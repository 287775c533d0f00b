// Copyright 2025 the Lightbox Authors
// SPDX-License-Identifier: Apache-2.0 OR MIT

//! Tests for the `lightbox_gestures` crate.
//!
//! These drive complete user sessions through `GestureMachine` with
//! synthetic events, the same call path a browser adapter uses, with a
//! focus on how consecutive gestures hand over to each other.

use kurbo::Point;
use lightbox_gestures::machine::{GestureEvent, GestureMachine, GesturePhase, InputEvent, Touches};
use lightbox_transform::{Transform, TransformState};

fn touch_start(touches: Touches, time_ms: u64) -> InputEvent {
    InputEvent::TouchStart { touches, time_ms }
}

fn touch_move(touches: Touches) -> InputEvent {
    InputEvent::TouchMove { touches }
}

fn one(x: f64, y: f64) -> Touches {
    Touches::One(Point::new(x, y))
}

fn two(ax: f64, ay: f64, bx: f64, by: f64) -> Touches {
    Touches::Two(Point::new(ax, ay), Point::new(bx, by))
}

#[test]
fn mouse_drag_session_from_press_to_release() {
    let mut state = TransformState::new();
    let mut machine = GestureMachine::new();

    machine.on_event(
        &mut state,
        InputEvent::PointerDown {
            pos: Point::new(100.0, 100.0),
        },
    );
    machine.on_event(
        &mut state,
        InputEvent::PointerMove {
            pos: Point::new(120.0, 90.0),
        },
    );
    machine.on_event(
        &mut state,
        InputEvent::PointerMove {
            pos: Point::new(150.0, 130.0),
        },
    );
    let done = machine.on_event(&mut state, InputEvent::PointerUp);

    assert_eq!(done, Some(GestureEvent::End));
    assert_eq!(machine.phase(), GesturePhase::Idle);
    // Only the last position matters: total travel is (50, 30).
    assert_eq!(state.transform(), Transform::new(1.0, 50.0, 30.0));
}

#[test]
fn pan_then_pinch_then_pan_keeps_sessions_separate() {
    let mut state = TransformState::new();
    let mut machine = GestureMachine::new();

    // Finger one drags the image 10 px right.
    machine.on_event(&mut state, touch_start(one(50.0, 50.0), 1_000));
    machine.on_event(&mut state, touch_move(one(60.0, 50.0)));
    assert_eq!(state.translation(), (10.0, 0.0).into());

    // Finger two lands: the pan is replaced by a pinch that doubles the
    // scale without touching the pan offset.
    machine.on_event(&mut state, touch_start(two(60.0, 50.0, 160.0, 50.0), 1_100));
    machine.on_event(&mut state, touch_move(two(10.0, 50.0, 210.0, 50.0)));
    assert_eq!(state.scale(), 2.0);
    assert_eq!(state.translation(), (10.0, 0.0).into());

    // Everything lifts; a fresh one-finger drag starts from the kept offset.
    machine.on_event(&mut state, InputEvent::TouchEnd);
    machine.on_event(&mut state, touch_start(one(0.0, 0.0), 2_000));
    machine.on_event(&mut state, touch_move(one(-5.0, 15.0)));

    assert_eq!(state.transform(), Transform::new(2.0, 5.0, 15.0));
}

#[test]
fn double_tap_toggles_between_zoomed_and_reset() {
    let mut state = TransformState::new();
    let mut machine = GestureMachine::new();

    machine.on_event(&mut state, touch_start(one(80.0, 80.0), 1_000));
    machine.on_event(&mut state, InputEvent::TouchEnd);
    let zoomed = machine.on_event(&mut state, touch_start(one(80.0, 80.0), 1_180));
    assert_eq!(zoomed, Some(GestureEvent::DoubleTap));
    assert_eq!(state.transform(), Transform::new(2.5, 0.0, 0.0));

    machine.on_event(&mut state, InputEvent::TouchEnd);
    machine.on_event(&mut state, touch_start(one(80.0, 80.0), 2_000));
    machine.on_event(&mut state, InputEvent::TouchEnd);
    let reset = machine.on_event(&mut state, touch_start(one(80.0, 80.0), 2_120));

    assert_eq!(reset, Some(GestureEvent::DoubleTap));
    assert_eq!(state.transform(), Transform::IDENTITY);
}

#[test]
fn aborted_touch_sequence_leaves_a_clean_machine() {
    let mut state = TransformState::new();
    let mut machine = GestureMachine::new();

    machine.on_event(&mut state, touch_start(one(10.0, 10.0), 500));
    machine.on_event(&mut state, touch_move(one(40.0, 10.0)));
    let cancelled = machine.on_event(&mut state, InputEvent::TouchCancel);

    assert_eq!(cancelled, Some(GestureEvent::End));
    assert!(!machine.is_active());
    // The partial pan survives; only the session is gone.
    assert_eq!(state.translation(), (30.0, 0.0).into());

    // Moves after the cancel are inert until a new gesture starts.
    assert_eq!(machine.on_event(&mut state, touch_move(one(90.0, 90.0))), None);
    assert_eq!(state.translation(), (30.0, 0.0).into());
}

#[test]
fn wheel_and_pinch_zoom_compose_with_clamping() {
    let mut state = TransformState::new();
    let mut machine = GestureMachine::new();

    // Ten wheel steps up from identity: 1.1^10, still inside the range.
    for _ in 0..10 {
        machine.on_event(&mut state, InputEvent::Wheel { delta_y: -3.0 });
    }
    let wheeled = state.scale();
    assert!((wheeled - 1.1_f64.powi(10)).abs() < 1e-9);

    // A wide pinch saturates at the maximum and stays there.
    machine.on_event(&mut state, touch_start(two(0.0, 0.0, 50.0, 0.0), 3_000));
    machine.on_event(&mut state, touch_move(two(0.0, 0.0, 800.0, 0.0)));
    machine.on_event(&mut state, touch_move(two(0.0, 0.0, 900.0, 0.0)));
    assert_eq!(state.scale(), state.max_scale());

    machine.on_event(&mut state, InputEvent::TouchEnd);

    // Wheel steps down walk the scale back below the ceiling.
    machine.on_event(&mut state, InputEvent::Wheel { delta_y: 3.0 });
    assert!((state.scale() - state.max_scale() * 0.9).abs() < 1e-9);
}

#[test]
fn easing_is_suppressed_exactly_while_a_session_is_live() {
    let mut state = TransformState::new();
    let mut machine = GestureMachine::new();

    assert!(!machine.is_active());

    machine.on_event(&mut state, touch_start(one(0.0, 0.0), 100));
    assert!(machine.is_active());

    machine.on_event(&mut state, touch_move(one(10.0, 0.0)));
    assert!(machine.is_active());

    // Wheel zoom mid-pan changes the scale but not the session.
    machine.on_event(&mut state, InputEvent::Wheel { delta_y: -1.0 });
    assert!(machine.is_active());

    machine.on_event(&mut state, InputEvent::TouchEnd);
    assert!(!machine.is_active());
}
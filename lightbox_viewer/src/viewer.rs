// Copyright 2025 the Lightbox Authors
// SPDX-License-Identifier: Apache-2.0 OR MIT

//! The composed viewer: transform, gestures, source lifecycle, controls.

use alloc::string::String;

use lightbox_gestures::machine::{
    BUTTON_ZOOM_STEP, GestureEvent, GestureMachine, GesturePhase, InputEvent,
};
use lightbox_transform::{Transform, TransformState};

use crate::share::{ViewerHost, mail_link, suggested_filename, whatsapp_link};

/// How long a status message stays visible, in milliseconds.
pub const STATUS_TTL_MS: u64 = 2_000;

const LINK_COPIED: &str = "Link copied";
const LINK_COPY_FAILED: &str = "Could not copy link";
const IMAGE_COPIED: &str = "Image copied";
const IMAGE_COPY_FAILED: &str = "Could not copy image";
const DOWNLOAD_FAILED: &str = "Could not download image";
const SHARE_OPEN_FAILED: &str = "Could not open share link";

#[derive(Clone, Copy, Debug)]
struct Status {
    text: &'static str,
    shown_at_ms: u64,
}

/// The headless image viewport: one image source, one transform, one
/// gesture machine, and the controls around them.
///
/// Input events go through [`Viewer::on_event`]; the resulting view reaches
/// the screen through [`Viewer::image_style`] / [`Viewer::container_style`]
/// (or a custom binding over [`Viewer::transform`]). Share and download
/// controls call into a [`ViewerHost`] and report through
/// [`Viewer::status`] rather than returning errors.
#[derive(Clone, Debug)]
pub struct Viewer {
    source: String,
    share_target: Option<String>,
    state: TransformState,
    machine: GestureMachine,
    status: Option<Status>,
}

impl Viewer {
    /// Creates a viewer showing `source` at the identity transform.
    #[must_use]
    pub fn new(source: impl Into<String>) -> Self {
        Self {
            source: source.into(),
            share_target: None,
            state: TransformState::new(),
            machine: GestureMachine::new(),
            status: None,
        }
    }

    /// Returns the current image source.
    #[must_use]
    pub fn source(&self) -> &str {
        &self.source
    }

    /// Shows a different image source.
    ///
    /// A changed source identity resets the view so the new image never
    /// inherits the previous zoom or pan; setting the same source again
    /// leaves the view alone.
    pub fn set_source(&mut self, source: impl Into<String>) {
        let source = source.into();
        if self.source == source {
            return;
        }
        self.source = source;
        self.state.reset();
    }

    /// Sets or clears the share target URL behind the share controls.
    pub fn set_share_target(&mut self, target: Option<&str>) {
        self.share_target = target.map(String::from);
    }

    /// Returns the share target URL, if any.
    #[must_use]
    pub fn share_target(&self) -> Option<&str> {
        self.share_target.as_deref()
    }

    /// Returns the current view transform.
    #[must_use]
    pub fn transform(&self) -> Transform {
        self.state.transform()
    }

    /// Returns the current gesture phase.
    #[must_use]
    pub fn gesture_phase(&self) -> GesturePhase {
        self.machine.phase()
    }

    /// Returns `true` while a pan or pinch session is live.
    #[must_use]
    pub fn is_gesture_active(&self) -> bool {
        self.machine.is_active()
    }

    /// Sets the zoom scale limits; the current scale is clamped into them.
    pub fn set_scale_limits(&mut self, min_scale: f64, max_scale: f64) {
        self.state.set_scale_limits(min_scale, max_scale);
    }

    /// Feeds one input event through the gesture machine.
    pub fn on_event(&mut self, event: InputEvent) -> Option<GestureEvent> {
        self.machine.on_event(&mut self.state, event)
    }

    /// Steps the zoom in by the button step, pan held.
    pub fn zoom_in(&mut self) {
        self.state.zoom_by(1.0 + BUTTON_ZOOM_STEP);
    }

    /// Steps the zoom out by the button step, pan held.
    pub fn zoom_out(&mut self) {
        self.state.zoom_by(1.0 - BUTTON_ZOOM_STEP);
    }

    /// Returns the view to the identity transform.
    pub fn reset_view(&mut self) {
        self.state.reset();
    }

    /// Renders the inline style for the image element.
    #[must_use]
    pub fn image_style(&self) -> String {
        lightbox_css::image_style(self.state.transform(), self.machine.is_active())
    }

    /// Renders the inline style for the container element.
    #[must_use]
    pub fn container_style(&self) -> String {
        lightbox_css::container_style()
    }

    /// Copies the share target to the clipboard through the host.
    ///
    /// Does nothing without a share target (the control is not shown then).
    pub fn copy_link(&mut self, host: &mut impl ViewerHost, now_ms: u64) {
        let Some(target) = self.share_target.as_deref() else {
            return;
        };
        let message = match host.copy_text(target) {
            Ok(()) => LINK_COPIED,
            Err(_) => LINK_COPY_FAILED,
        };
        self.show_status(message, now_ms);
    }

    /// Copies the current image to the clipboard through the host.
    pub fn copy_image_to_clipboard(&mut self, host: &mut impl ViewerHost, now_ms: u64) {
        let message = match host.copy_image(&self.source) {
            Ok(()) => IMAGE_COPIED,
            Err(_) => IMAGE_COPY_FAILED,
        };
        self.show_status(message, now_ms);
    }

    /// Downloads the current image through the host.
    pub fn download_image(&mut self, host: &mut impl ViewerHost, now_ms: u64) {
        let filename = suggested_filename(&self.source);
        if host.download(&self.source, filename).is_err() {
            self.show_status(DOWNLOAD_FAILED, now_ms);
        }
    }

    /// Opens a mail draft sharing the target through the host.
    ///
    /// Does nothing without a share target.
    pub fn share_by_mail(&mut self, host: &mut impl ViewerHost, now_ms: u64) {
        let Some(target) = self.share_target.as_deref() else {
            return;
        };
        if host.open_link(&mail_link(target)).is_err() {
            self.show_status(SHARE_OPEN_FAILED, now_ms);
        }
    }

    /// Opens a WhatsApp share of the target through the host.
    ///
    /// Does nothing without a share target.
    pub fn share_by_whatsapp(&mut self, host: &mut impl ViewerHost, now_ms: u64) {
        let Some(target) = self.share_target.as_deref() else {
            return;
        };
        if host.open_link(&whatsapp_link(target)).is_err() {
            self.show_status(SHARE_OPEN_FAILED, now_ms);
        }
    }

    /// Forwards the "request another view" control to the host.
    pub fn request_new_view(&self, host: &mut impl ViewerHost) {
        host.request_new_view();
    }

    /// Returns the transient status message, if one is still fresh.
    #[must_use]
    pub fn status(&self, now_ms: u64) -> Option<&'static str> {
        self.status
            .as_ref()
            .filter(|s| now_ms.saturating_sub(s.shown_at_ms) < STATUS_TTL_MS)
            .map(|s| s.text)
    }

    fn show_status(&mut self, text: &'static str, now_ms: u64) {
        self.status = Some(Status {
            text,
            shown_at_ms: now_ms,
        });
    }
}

* _TASK BRIEF_:
Search the entries for the line holding "pub fn share_by_whatsapp(&mut". Return that line and the ones after it through the last, exactly.

* _WRITTEN SOLUTION_:
    pub fn share_by_whatsapp(&mut self, host: &mut impl ViewerHost, now_ms: u64) {
        let Some(target) = self.share_target.as_deref() else {
            return;
        };
        if host.open_link(&whatsapp_link(target)).is_err() {
            self.show_status(SHARE_OPEN_FAILED, now_ms);
        }
    }

    /// Forwards the "request another view" control to the host.
    pub fn request_new_view(&self, host: &mut impl ViewerHost) {
        host.request_new_view();
    }

    /// Returns the transient status message, if one is still fresh.
    #[must_use]
    pub fn status(&self, now_ms: u64) -> Option<&'static str> {
        self.status
            .as_ref()
            .filter(|s| now_ms.saturating_sub(s.shown_at_ms) < STATUS_TTL_MS)
            .map(|s| s.text)
    }

    fn show_status(&mut self, text: &'static str, now_ms: u64) {
        self.status = Some(Status {
            text,
            shown_at_ms: now_ms,
        });
    }
}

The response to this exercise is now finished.